::: DATA

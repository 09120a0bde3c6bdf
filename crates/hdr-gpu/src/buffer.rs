use std::num::NonZeroU64;

use bytemuck::{Pod, Zeroable};
use hdr_core::{FilterError, PixelBuffer};
use wgpu::util::DeviceExt;

use crate::context::GpuContext;

/// Storage buffer holding `contents`, readable back through a copy.
pub fn storage_init(device: &wgpu::Device, label: &str, contents: &[u8]) -> wgpu::Buffer {
    device.create_buffer_init(&wgpu::util::BufferInitDescriptor {
        label: Some(label),
        contents,
        usage: wgpu::BufferUsages::STORAGE | wgpu::BufferUsages::COPY_SRC,
    })
}

/// Zero-initialized storage buffer of at least `size` bytes.
pub fn storage(device: &wgpu::Device, label: &str, size: u64) -> wgpu::Buffer {
    device.create_buffer(&wgpu::BufferDescriptor {
        label: Some(label),
        size: size.max(4).next_multiple_of(4),
        usage: wgpu::BufferUsages::STORAGE
            | wgpu::BufferUsages::COPY_SRC
            | wgpu::BufferUsages::COPY_DST,
        mapped_at_creation: false,
    })
}

pub fn uniform<T: Pod>(device: &wgpu::Device, label: &str, value: &T) -> wgpu::Buffer {
    device.create_buffer_init(&wgpu::util::BufferInitDescriptor {
        label: Some(label),
        contents: bytemuck::bytes_of(value),
        usage: wgpu::BufferUsages::UNIFORM,
    })
}

/// Bind group with `buffers` at bindings 0, 1, 2, ... in order.
pub fn bind_buffers(
    device: &wgpu::Device,
    label: &str,
    layout: &wgpu::BindGroupLayout,
    buffers: &[&wgpu::Buffer],
) -> wgpu::BindGroup {
    let entries: Vec<_> = buffers
        .iter()
        .enumerate()
        .map(|(i, buffer)| wgpu::BindGroupEntry {
            binding: i as u32,
            resource: buffer.as_entire_binding(),
        })
        .collect();
    device.create_bind_group(&wgpu::BindGroupDescriptor {
        label: Some(label),
        layout,
        entries: &entries,
    })
}

/// Upload the pixels of `buf` as `array<vec4<f32>>`.
pub fn upload_pixels(
    ctx: &GpuContext,
    label: &str,
    buf: &PixelBuffer,
) -> Result<wgpu::Buffer, FilterError> {
    check_binding_size(ctx, label, pixel_bytes(buf.pixel_count()))?;
    Ok(storage_init(&ctx.device, label, bytemuck::cast_slice(&buf.data)))
}

pub fn pixel_bytes(pixels: usize) -> u64 {
    (pixels * hdr_core::pixel_buf::CHANNELS * std::mem::size_of::<f32>()) as u64
}

/// Fail before allocation when a buffer would exceed what one binding can
/// address on this device.
pub fn check_binding_size(ctx: &GpuContext, label: &str, bytes: u64) -> Result<(), FilterError> {
    let limit = ctx.max_binding_size();
    if bytes > limit {
        return Err(FilterError::InvalidInput(format!(
            "{label} needs {bytes} bytes, device allows {limit} per binding"
        )));
    }
    Ok(())
}

/// Copy `count` elements of `src` into a staging buffer and map it
/// (blocking).
pub fn read_buffer<T: Pod>(
    ctx: &GpuContext,
    src: &wgpu::Buffer,
    count: usize,
) -> Result<Vec<T>, FilterError> {
    let size = (count * std::mem::size_of::<T>()) as u64;
    if size == 0 {
        return Ok(Vec::new());
    }
    let staging = ctx.device.create_buffer(&wgpu::BufferDescriptor {
        label: Some("readback_staging"),
        size,
        usage: wgpu::BufferUsages::COPY_DST | wgpu::BufferUsages::MAP_READ,
        mapped_at_creation: false,
    });

    let mut encoder = ctx
        .device
        .create_command_encoder(&wgpu::CommandEncoderDescriptor {
            label: Some("readback_encoder"),
        });
    encoder.copy_buffer_to_buffer(src, 0, &staging, 0, size);
    ctx.queue.submit(std::iter::once(encoder.finish()));

    let (sender, receiver) = std::sync::mpsc::channel();
    staging
        .slice(..)
        .map_async(wgpu::MapMode::Read, move |result| {
            let _ = sender.send(result);
        });
    ctx.device
        .poll(wgpu::PollType::Wait {
            submission_index: None,
            timeout: None,
        })
        .map_err(|e| FilterError::backend("poll device", e))?;
    receiver
        .recv()
        .map_err(|_| FilterError::backend("map buffer", "map request dropped"))?
        .map_err(|e| FilterError::backend("map buffer", e))?;

    let data = staging.slice(..).get_mapped_range();
    let values: Vec<T> = bytemuck::cast_slice(&data).to_vec();
    drop(data);
    staging.unmap();
    Ok(values)
}

/// Read an `array<vec4<f32>>` buffer back into a pixel buffer.
pub fn download_pixels(
    ctx: &GpuContext,
    src: &wgpu::Buffer,
    width: u32,
    height: u32,
) -> Result<PixelBuffer, FilterError> {
    let count = width as usize * height as usize * hdr_core::pixel_buf::CHANNELS;
    PixelBuffer::from_data(width, height, read_buffer(ctx, src, count)?)
}

/// Per-dispatch parameters of level-wise and iterative kernels. Mirrors
/// `struct Step` in the shaders.
#[repr(C)]
#[derive(Clone, Copy, Debug, Default, PartialEq, Eq, Pod, Zeroable)]
pub struct Step {
    pub level: u32,
    pub src: u32,
    pub dst: u32,
    pub count: u32,
    pub slot: u32,
    pub groups: u32,
    pub _pad: [u32; 2],
}

impl Step {
    pub fn level(level: usize) -> Self {
        Self {
            level: level as u32,
            ..Default::default()
        }
    }
}

const STEP_SIZE: u64 = std::mem::size_of::<Step>() as u64;

/// A uniform buffer of steps bound once and addressed with dynamic offsets,
/// so that one command buffer can carry many differently parameterized
/// dispatches.
pub struct StepTable {
    buffer: wgpu::Buffer,
    pub bind_group: wgpu::BindGroup,
    stride: u64,
    capacity: usize,
}

impl StepTable {
    pub fn new(
        ctx: &GpuContext,
        layout: &wgpu::BindGroupLayout,
        label: &str,
        capacity: usize,
    ) -> Self {
        let align = u64::from(ctx.device.limits().min_uniform_buffer_offset_alignment);
        let stride = STEP_SIZE.div_ceil(align) * align;
        let capacity = capacity.max(1);
        let buffer = ctx.device.create_buffer(&wgpu::BufferDescriptor {
            label: Some(label),
            size: stride * capacity as u64,
            usage: wgpu::BufferUsages::UNIFORM | wgpu::BufferUsages::COPY_DST,
            mapped_at_creation: false,
        });
        let bind_group = ctx.device.create_bind_group(&wgpu::BindGroupDescriptor {
            label: Some(label),
            layout,
            entries: &[wgpu::BindGroupEntry {
                binding: 0,
                resource: wgpu::BindingResource::Buffer(wgpu::BufferBinding {
                    buffer: &buffer,
                    offset: 0,
                    size: NonZeroU64::new(STEP_SIZE),
                }),
            }],
        });
        Self {
            buffer,
            bind_group,
            stride,
            capacity,
        }
    }

    /// Replace the table contents. Takes effect with the next submission.
    pub fn write(&self, queue: &wgpu::Queue, steps: &[Step]) -> Result<(), FilterError> {
        if steps.len() > self.capacity {
            return Err(FilterError::backend(
                "write step table",
                format!("{} steps exceed capacity {}", steps.len(), self.capacity),
            ));
        }
        let stride = self.stride as usize;
        let mut bytes = vec![0u8; stride * steps.len().max(1)];
        for (chunk, step) in bytes.chunks_exact_mut(stride).zip(steps) {
            chunk[..STEP_SIZE as usize].copy_from_slice(bytemuck::bytes_of(step));
        }
        queue.write_buffer(&self.buffer, 0, &bytes);
        Ok(())
    }

    pub fn offset(&self, index: usize) -> u32 {
        (index as u64 * self.stride) as u32
    }
}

::::::

### ABOUT THIS TASK
Set the data down again in full. Keep it exact.

### RESPONSE TO THE EXERCISE
repository 09120a0bde3c6bdf
filename crates/hdr-gpu/src/buffer.rs
use std::num::NonZeroU64;

use bytemuck::{Pod, Zeroable};
use hdr_core::{FilterError, PixelBuffer};
use wgpu::util::DeviceExt;

use crate::context::GpuContext;

/// Storage buffer holding `contents`, readable back through a copy.
pub fn storage_init(device: &wgpu::Device, label: &str, contents: &[u8]) -> wgpu::Buffer {
    device.create_buffer_init(&wgpu::util::BufferInitDescriptor {
        label: Some(label),
        contents,
        usage: wgpu::BufferUsages::STORAGE | wgpu::BufferUsages::COPY_SRC,
    })
}

/// Zero-initialized storage buffer of at least `size` bytes.
pub fn storage(device: &wgpu::Device, label: &str, size: u64) -> wgpu::Buffer {
    device.create_buffer(&wgpu::BufferDescriptor {
        label: Some(label),
        size: size.max(4).next_multiple_of(4),
        usage: wgpu::BufferUsages::STORAGE
            | wgpu::BufferUsages::COPY_SRC
            | wgpu::BufferUsages::COPY_DST,
        mapped_at_creation: false,
    })
}

pub fn uniform<T: Pod>(device: &wgpu::Device, label: &str, value: &T) -> wgpu::Buffer {
    device.create_buffer_init(&wgpu::util::BufferInitDescriptor {
        label: Some(label),
        contents: bytemuck::bytes_of(value),
        usage: wgpu::BufferUsages::UNIFORM,
    })
}

/// Bind group with `buffers` at bindings 0, 1, 2, ... in order.
pub fn bind_buffers(
    device: &wgpu::Device,
    label: &str,
    layout: &wgpu::BindGroupLayout,
    buffers: &[&wgpu::Buffer],
) -> wgpu::BindGroup {
    let entries: Vec<_> = buffers
        .iter()
        .enumerate()
        .map(|(i, buffer)| wgpu::BindGroupEntry {
            binding: i as u32,
            resource: buffer.as_entire_binding(),
        })
        .collect();
    device.create_bind_group(&wgpu::BindGroupDescriptor {
        label: Some(label),
        layout,
        entries: &entries,
    })
}

/// Upload the pixels of `buf` as `array<vec4<f32>>`.
pub fn upload_pixels(
    ctx: &GpuContext,
    label: &str,
    buf: &PixelBuffer,
) -> Result<wgpu::Buffer, FilterError> {
    check_binding_size(ctx, label, pixel_bytes(buf.pixel_count()))?;
    Ok(storage_init(&ctx.device, label, bytemuck::cast_slice(&buf.data)))
}

pub fn pixel_bytes(pixels: usize) -> u64 {
    (pixels * hdr_core::pixel_buf::CHANNELS * std::mem::size_of::<f32>()) as u64
}

/// Fail before allocation when a buffer would exceed what one binding can
/// address on this device.
pub fn check_binding_size(ctx: &GpuContext, label: &str, bytes: u64) -> Result<(), FilterError> {
    let limit = ctx.max_binding_size();
    if bytes > limit {
        return Err(FilterError::InvalidInput(format!(
            "{label} needs {bytes} bytes, device allows {limit} per binding"
        )));
    }
    Ok(())
}

/// Copy `count` elements of `src` into a staging buffer and map it
/// (blocking).
pub fn read_buffer<T: Pod>(
    ctx: &GpuContext,
    src: &wgpu::Buffer,
    count: usize,
) -> Result<Vec<T>, FilterError> {
    let size = (count * std::mem::size_of::<T>()) as u64;
    if size == 0 {
        return Ok(Vec::new());
    }
    let staging = ctx.device.create_buffer(&wgpu::BufferDescriptor {
        label: Some("readback_staging"),
        size,
        usage: wgpu::BufferUsages::COPY_DST | wgpu::BufferUsages::MAP_READ,
        mapped_at_creation: false,
    });

    let mut encoder = ctx
        .device
        .create_command_encoder(&wgpu::CommandEncoderDescriptor {
            label: Some("readback_encoder"),
        });
    encoder.copy_buffer_to_buffer(src, 0, &staging, 0, size);
    ctx.queue.submit(std::iter::once(encoder.finish()));

    let (sender, receiver) = std::sync::mpsc::channel();
    staging
        .slice(..)
        .map_async(wgpu::MapMode::Read, move |result| {
            let _ = sender.send(result);
        });
    ctx.device
        .poll(wgpu::PollType::Wait {
            submission_index: None,
            timeout: None,
        })
        .map_err(|e| FilterError::backend("poll device", e))?;
    receiver
        .recv()
        .map_err(|_| FilterError::backend("map buffer", "map request dropped"))?
        .map_err(|e| FilterError::backend("map buffer", e))?;

    let data = staging.slice(..).get_mapped_range();
    let values: Vec<T> = bytemuck::cast_slice(&data).to_vec();
    drop(data);
    staging.unmap();
    Ok(values)
}

/// Read an `array<vec4<f32>>` buffer back into a pixel buffer.
pub fn download_pixels(
    ctx: &GpuContext,
    src: &wgpu::Buffer,
    width: u32,
    height: u32,
) -> Result<PixelBuffer, FilterError> {
    let count = width as usize * height as usize * hdr_core::pixel_buf::CHANNELS;
    PixelBuffer::from_data(width, height, read_buffer(ctx, src, count)?)
}

/// Per-dispatch parameters of level-wise and iterative kernels. Mirrors
/// `struct Step` in the shaders.
#[repr(C)]
#[derive(Clone, Copy, Debug, Default, PartialEq, Eq, Pod, Zeroable)]
pub struct Step {
    pub level: u32,
    pub src: u32,
    pub dst: u32,
    pub count: u32,
    pub slot: u32,
    pub groups: u32,
    pub _pad: [u32; 2],
}

impl Step {
    pub fn level(level: usize) -> Self {
        Self {
            level: level as u32,
            ..Default::default()
        }
    }
}

const STEP_SIZE: u64 = std::mem::size_of::<Step>() as u64;

/// A uniform buffer of steps bound once and addressed with dynamic offsets,
/// so that one command buffer can carry many differently parameterized
/// dispatches.
pub struct StepTable {
    buffer: wgpu::Buffer,
    pub bind_group: wgpu::BindGroup,
    stride: u64,
    capacity: usize,
}

impl StepTable {
    pub fn new(
        ctx: &GpuContext,
        layout: &wgpu::BindGroupLayout,
        label: &str,
        capacity: usize,
    ) -> Self {
        let align = u64::from(ctx.device.limits().min_uniform_buffer_offset_alignment);
        let stride = STEP_SIZE.div_ceil(align) * align;
        let capacity = capacity.max(1);
        let buffer = ctx.device.create_buffer(&wgpu::BufferDescriptor {
            label: Some(label),
            size: stride * capacity as u64,
            usage: wgpu::BufferUsages::UNIFORM | wgpu::BufferUsages::COPY_DST,
            mapped_at_creation: false,
        });
        let bind_group = ctx.device.create_bind_group(&wgpu::BindGroupDescriptor {
            label: Some(label),
            layout,
            entries: &[wgpu::BindGroupEntry {
                binding: 0,
                resource: wgpu::BindingResource::Buffer(wgpu::BufferBinding {
                    buffer: &buffer,
                    offset: 0,
                    size: NonZeroU64::new(STEP_SIZE),
                }),
            }],
        });
        Self {
            buffer,
            bind_group,
            stride,
            capacity,
        }
    }

    /// Replace the table contents. Takes effect with the next submission.
    pub fn write(&self, queue: &wgpu::Queue, steps: &[Step]) -> Result<(), FilterError> {
        if steps.len() > self.capacity {
            return Err(FilterError::backend(
                "write step table",
                format!("{} steps exceed capacity {}", steps.len(), self.capacity),
            ));
        }
        let stride = self.stride as usize;
        let mut bytes = vec![0u8; stride * steps.len().max(1)];
        for (chunk, step) in bytes.chunks_exact_mut(stride).zip(steps) {
            chunk[..STEP_SIZE as usize].copy_from_slice(bytemuck::bytes_of(step));
        }
        queue.write_buffer(&self.buffer, 0, &bytes);
        Ok(())
    }

    pub fn offset(&self, index: usize) -> u32 {
        (index as u64 * self.stride) as u32
    }
}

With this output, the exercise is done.